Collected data
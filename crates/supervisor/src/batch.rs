//! Batching
//!
//! Splits a job's full point list into fixed-size chunks and turns each
//! chunk into the `PathRequest` body the device expects (spec §4.6
//! "Batching"): the first chunk carries `reset` and `startPosition`,
//! subsequent chunks do not, and the last chunk carries `endOfJob`.

use polargraph_proto::{JobPoint, PathRequest, PointRequest, StartPosition};

pub const DEFAULT_BATCH_SIZE: usize = 100;

pub fn split_into_batches(points: &[JobPoint], batch_size: usize) -> Vec<Vec<JobPoint>> {
    if points.is_empty() {
        return Vec::new();
    }
    points
        .chunks(batch_size.max(1))
        .map(|chunk| chunk.to_vec())
        .collect()
}

pub fn build_path_request(
    batch: &[JobPoint],
    batch_index: usize,
    total_batches: usize,
    start_position: Option<StartPosition>,
    speed: Option<u32>,
) -> PathRequest {
    PathRequest {
        reset: Some(batch_index == 0),
        end_of_job: Some(batch_index + 1 == total_batches),
        speed,
        start_position: if batch_index == 0 { start_position } else { None },
        points: batch
            .iter()
            .map(|p| PointRequest {
                x: p.x,
                y: p.y,
                l1: p.l1,
                l2: p.l2,
                pen_down: p.pen_down,
                speed: p.speed,
            })
            .collect(),
    }
}

#[cfg(test)]
mod tests {
    use super::*;

    fn point(x: f64) -> JobPoint {
        JobPoint {
            x: Some(x),
            y: Some(0.0),
            l1: None,
            l2: None,
            pen_down: Some(true),
            speed: None,
        }
    }

    #[test]
    fn splits_into_fixed_size_chunks_with_a_short_final_chunk() {
        let points: Vec<JobPoint> = (0..250).map(|i| point(i as f64)).collect();
        let batches = split_into_batches(&points, 100);
        assert_eq!(batches.len(), 3);
        assert_eq!(batches[0].len(), 100);
        assert_eq!(batches[1].len(), 100);
        assert_eq!(batches[2].len(), 50);
    }

    #[test]
    fn only_first_batch_carries_reset_and_start_position_only_last_carries_end_of_job() {
        let points: Vec<JobPoint> = (0..3).map(|i| point(i as f64)).collect();
        let batches = split_into_batches(&points, 1);
        let start = Some(StartPosition::default());

        let first = build_path_request(&batches[0], 0, batches.len(), start.clone(), None);
        assert_eq!(first.reset, Some(true));
        assert!(first.start_position.is_some());
        assert_eq!(first.end_of_job, Some(false));

        let middle = build_path_request(&batches[1], 1, batches.len(), start.clone(), None);
        assert_eq!(middle.reset, Some(false));
        assert!(middle.start_position.is_none());

        let last = build_path_request(&batches[2], 2, batches.len(), start, None);
        assert_eq!(last.end_of_job, Some(true));
    }
}
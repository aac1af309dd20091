//! Chunk-Sender Task
//!
//! The coroutine that drives one job from `pending` to a terminal status:
//! submits batches sequentially, retries transient failures with bounded
//! exponential backoff, waits out pauses between chunks, and reacts to
//! cancellation (spec §4.6 "Job lifecycle", §5 "Supervisor side"). Grounded
//! in `klipper-host::mcu_client::run_mcu_client`'s
//! connect-retry-with-backoff loop, adapted from reconnecting a serial
//! port to retrying an HTTP POST.

use std::sync::atomic::Ordering;
use std::sync::Arc;
use std::time::Duration;

use parking_lot::Mutex;
use polargraph_proto::{JobPoint, JobStatus, StartPosition};
use tracing::{info, warn};

use crate::batch::build_path_request;
use crate::client::{DeviceClient, DeviceClientError};
use crate::job::JobState;

/// Bounded exponential backoff for transient chunk-submission failures
/// (spec §4.6 "Retries").
const MAX_ATTEMPTS: u32 = 5;
const INITIAL_BACKOFF: Duration = Duration::from_millis(250);
const MAX_BACKOFF: Duration = Duration::from_secs(8);

pub struct JobInput {
    pub job_id: u64,
    pub batches: Vec<Vec<JobPoint>>,
    pub start_position: Option<StartPosition>,
    pub speed: Option<u32>,
}

/// Runs a job to completion (or failure/cancellation). `slot` holds the
/// single active job the API layer reads from; this task is the only
/// writer to progress counters and status while the job is active.
pub async fn run_job(slot: Arc<Mutex<Option<JobState>>>, device: DeviceClient, input: JobInput) {
    {
        let mut guard = slot.lock();
        if let Some(job) = guard.as_mut() {
            job.start();
        }
    }

    let control = {
        let guard = slot.lock();
        guard.as_ref().map(|j| j.control.clone())
    };
    let Some(control) = control else { return };

    let total_batches = input.batches.len();
    for (index, batch) in input.batches.iter().enumerate() {
        if control.cancel_requested.load(Ordering::SeqCst) {
            cancel_job(&slot, &device).await;
            return;
        }

        if control.pause_requested.load(Ordering::SeqCst) {
            info!(job_id = input.job_id, "job paused between batches");
            {
                let mut guard = slot.lock();
                if let Some(job) = guard.as_mut() {
                    job.merge_status(JobStatus::Paused, None);
                }
            }
            control.resume.notified().await;
            if control.cancel_requested.load(Ordering::SeqCst) {
                cancel_job(&slot, &device).await;
                return;
            }
            let mut guard = slot.lock();
            if let Some(job) = guard.as_mut() {
                job.merge_status(JobStatus::Running, None);
            }
        }

        let request = build_path_request(
            batch,
            index,
            total_batches,
            input.start_position.clone(),
            input.speed,
        );

        match send_with_retry(&device, &request).await {
            Ok(()) => {
                let mut guard = slot.lock();
                if let Some(job) = guard.as_mut() {
                    job.record_batch_sent(batch.len());
                }
            }
            Err(err) => {
                warn!(job_id = input.job_id, %err, "batch submission failed after retries");
                let mut guard = slot.lock();
                if let Some(job) = guard.as_mut() {
                    job.merge_status(JobStatus::Failed, Some(err.to_string()));
                }
                return;
            }
        }
    }

    info!(job_id = input.job_id, "job completed: all batches accepted");
    let mut guard = slot.lock();
    if let Some(job) = guard.as_mut() {
        job.merge_status(JobStatus::Completed, None);
    }
}

async fn send_with_retry(
    device: &DeviceClient,
    request: &polargraph_proto::PathRequest,
) -> Result<(), DeviceClientError> {
    let mut backoff = INITIAL_BACKOFF;
    let mut attempt = 0;
    loop {
        attempt += 1;
        match device.send_path(request).await {
            Ok(_) => return Ok(()),
            Err(err) if err.is_retryable() && attempt < MAX_ATTEMPTS => {
                warn!(attempt, %err, "retrying batch submission after backoff");
                tokio::time::sleep(backoff).await;
                backoff = (backoff * 2).min(MAX_BACKOFF);
            }
            Err(err) => return Err(err),
        }
    }
}

async fn cancel_job(slot: &Arc<Mutex<Option<JobState>>>, device: &DeviceClient) {
    {
        let mut guard = slot.lock();
        if let Some(job) = guard.as_mut() {
            job.merge_status(JobStatus::Cancelling, None);
        }
    }
    let outcome = device.send_cancel().await;
    let mut guard = slot.lock();
    if let Some(job) = guard.as_mut() {
        match outcome {
            Ok(()) => job.merge_status(JobStatus::Cancelled, None),
            Err(err) => job.merge_status(JobStatus::Failed, Some(err.to_string())),
        }
    }
}
//! The supervisor's job envelope (spec §3 `JobState`, §6.2).

use serde::{Deserialize, Serialize};

use crate::device::StatusResponse;

/// Lifecycle status of one supervisor-side drawing job.
///
/// Terminal variants (`Cancelled`, `Completed`, `Failed`) are absorbing: see
/// `supervisor::job::JobState::merge_status`, which enforces that once a job
/// reaches one of these, further updates are ignored.
#[derive(Debug, Clone, Copy, PartialEq, Eq, Serialize, Deserialize)]
#[serde(rename_all = "lowercase")]
pub enum JobStatus {
    Pending,
    Running,
    Paused,
    Cancelling,
    Cancelled,
    Completed,
    Failed,
}

impl JobStatus {
    pub fn is_terminal(self) -> bool {
        matches!(
            self,
            JobStatus::Cancelled | JobStatus::Completed | JobStatus::Failed
        )
    }
}

/// A point submitted to the supervisor, prior to batching. Mirrors
/// `polargraph_proto::device::PointRequest` but is the supervisor's own
/// input shape (it does not require a pre-split batch).
#[derive(Debug, Clone, Default, Serialize, Deserialize)]
pub struct JobPoint {
    pub x: Option<f64>,
    pub y: Option<f64>,
    pub l1: Option<f64>,
    pub l2: Option<f64>,
    #[serde(rename = "penDown")]
    pub pen_down: Option<bool>,
    pub speed: Option<u32>,
}

/// JSON envelope returned by `GET /api/send-path/status` and embedded in the
/// response of `POST /api/send-path`.
#[derive(Debug, Clone, Serialize, Deserialize)]
pub struct JobEnvelope {
    pub status: JobStatus,
    #[serde(rename = "jobId")]
    pub job_id: u64,
    #[serde(rename = "totalPoints")]
    pub total_points: usize,
    #[serde(rename = "sentPoints")]
    pub sent_points: usize,
    #[serde(rename = "totalBatches")]
    pub total_batches: usize,
    #[serde(rename = "sentBatches")]
    pub sent_batches: usize,
    #[serde(rename = "startedAt")]
    pub started_at: Option<u64>,
    #[serde(rename = "finishedAt")]
    pub finished_at: Option<u64>,
    #[serde(skip_serializing_if = "Option::is_none")]
    pub error: Option<String>,
    #[serde(rename = "controllerStatus", skip_serializing_if = "Option::is_none")]
    pub controller_status: Option<ControllerStatusSnapshot>,
    #[serde(skip_serializing_if = "Option::is_none")]
    pub paused: Option<bool>,
}

/// A cached device status snapshot plus the freshness metadata the
/// supervisor attaches to it (spec §4.6 "status polling").
#[derive(Debug, Clone, Serialize, Deserialize)]
pub struct ControllerStatusSnapshot {
    #[serde(flatten)]
    pub status: StatusResponse,
    #[serde(rename = "polledAt")]
    pub polled_at: u64,
    pub stale: bool,
}

/// Body of `POST /api/send-path`.
#[derive(Debug, Clone, Deserialize)]
pub struct SendPathRequest {
    pub points: Vec<JobPoint>,
    #[serde(rename = "startPosition")]
    pub start_position: Option<crate::device::StartPosition>,
    pub speed: Option<u32>,
}

/// Body of `POST /api/visualize`.
///
/// The image-to-path algorithms that normally produce `points` here (contour
/// / hatch / fill, preview rendering) are an external collaborator per the
/// controller specification's Non-goals; this service accepts an
/// already-produced point list and, when `sendToController` is set, hands it
/// straight to the same job runner `POST /api/send-path` uses.
#[derive(Debug, Clone, Deserialize)]
pub struct VisualizeRequest {
    #[serde(rename = "sendToController")]
    pub send_to_controller: bool,
    pub points: Vec<JobPoint>,
    #[serde(rename = "startPosition")]
    pub start_position: Option<crate::device::StartPosition>,
    pub speed: Option<u32>,
}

## What you need to do:
Repeat word for word the lines above that run from the line containing "pub struct SendPathRequest" through the line containing "The image-to-path algorithms", both ends included, and nothing else.

## Result of this exercise:
pub struct SendPathRequest {
    pub points: Vec<JobPoint>,
    #[serde(rename = "startPosition")]
    pub start_position: Option<crate::device::StartPosition>,
    pub speed: Option<u32>,
}

/// Body of `POST /api/visualize`.
///
/// The image-to-path algorithms that normally produce `points` here (contour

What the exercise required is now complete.